** Dataset records follows **

use std::sync::Arc;

use axum::{
    extract::State,
    http::{HeaderMap, StatusCode},
    middleware::Next,
    response::Response,
};
use chrono::Utc;

use critica_auth::{Identity, JwtValidator, Principal};

use crate::app::errors;

#[derive(Clone)]
pub struct AuthState {
    pub jwt: Arc<dyn JwtValidator>,
}

/// Resolve the caller's [`Identity`] and attach it to the request.
///
/// No `Authorization` header means anonymous; a header that is present but
/// malformed, badly signed or expired is rejected with 401.
pub async fn identity_middleware(
    State(state): State<AuthState>,
    mut req: axum::http::Request<axum::body::Body>,
    next: Next,
) -> Response {
    let identity = match extract_bearer(req.headers()) {
        Ok(None) => Identity::Anonymous,
        Ok(Some(token)) => match state.jwt.validate(token, Utc::now()) {
            Ok(claims) => Identity::Authenticated(Principal::from(claims)),
            Err(e) => {
                tracing::debug!(error = %e, "rejected bearer token");
                return errors::json_error(
                    StatusCode::UNAUTHORIZED,
                    "unauthenticated",
                    "invalid or expired token",
                );
            }
        },
        Err(msg) => return errors::json_error(StatusCode::UNAUTHORIZED, "unauthenticated", msg),
    };

    req.extensions_mut().insert(identity);
    next.run(req).await
}

fn extract_bearer(headers: &HeaderMap) -> Result<Option<&str>, &'static str> {
    let Some(header) = headers.get(axum::http::header::AUTHORIZATION) else {
        return Ok(None);
    };

    let header = header
        .to_str()
        .map_err(|_| "authorization header is not valid ASCII")?;

    let token = header
        .strip_prefix("Bearer ")
        .ok_or("authorization header must use the Bearer scheme")?
        .trim();
    if token.is_empty() {
        return Err("bearer token is empty");
    }

    Ok(Some(token))
}

#[cfg(test)]
mod tests {
    use super::*;
    use axum::http::HeaderValue;

    fn headers(value: Option<&'static str>) -> HeaderMap {
        let mut h = HeaderMap::new();
        if let Some(v) = value {
            h.insert(axum::http::header::AUTHORIZATION, HeaderValue::from_static(v));
        }
        h
    }

    #[test]
    fn bearer_extraction() {
        assert_eq!(extract_bearer(&headers(None)), Ok(None));
        assert_eq!(extract_bearer(&headers(Some("Bearer abc"))), Ok(Some("abc")));
        assert!(extract_bearer(&headers(Some("Basic abc"))).is_err());
        assert!(extract_bearer(&headers(Some("Bearer  "))).is_err());
    }
}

** End of Dataset records **

> **Required work**
Reproduce the entire listing so that it matches the original in every line.

> **Output below**
use std::sync::Arc;

use axum::{
    extract::State,
    http::{HeaderMap, StatusCode},
    middleware::Next,
    response::Response,
};
use chrono::Utc;

use critica_auth::{Identity, JwtValidator, Principal};

use crate::app::errors;

#[derive(Clone)]
pub struct AuthState {
    pub jwt: Arc<dyn JwtValidator>,
}

/// Resolve the caller's [`Identity`] and attach it to the request.
///
/// No `Authorization` header means anonymous; a header that is present but
/// malformed, badly signed or expired is rejected with 401.
pub async fn identity_middleware(
    State(state): State<AuthState>,
    mut req: axum::http::Request<axum::body::Body>,
    next: Next,
) -> Response {
    let identity = match extract_bearer(req.headers()) {
        Ok(None) => Identity::Anonymous,
        Ok(Some(token)) => match state.jwt.validate(token, Utc::now()) {
            Ok(claims) => Identity::Authenticated(Principal::from(claims)),
            Err(e) => {
                tracing::debug!(error = %e, "rejected bearer token");
                return errors::json_error(
                    StatusCode::UNAUTHORIZED,
                    "unauthenticated",
                    "invalid or expired token",
                );
            }
        },
        Err(msg) => return errors::json_error(StatusCode::UNAUTHORIZED, "unauthenticated", msg),
    };

    req.extensions_mut().insert(identity);
    next.run(req).await
}

fn extract_bearer(headers: &HeaderMap) -> Result<Option<&str>, &'static str> {
    let Some(header) = headers.get(axum::http::header::AUTHORIZATION) else {
        return Ok(None);
    };

    let header = header
        .to_str()
        .map_err(|_| "authorization header is not valid ASCII")?;

    let token = header
        .strip_prefix("Bearer ")
        .ok_or("authorization header must use the Bearer scheme")?
        .trim();
    if token.is_empty() {
        return Err("bearer token is empty");
    }

    Ok(Some(token))
}

#[cfg(test)]
mod tests {
    use super::*;
    use axum::http::HeaderValue;

    fn headers(value: Option<&'static str>) -> HeaderMap {
        let mut h = HeaderMap::new();
        if let Some(v) = value {
            h.insert(axum::http::header::AUTHORIZATION, HeaderValue::from_static(v));
        }
        h
    }

    #[test]
    fn bearer_extraction() {
        assert_eq!(extract_bearer(&headers(None)), Ok(None));
        assert_eq!(extract_bearer(&headers(Some("Bearer abc"))), Ok(Some("abc")));
        assert!(extract_bearer(&headers(Some("Basic abc"))).is_err());
        assert!(extract_bearer(&headers(Some("Bearer  "))).is_err());
    }
}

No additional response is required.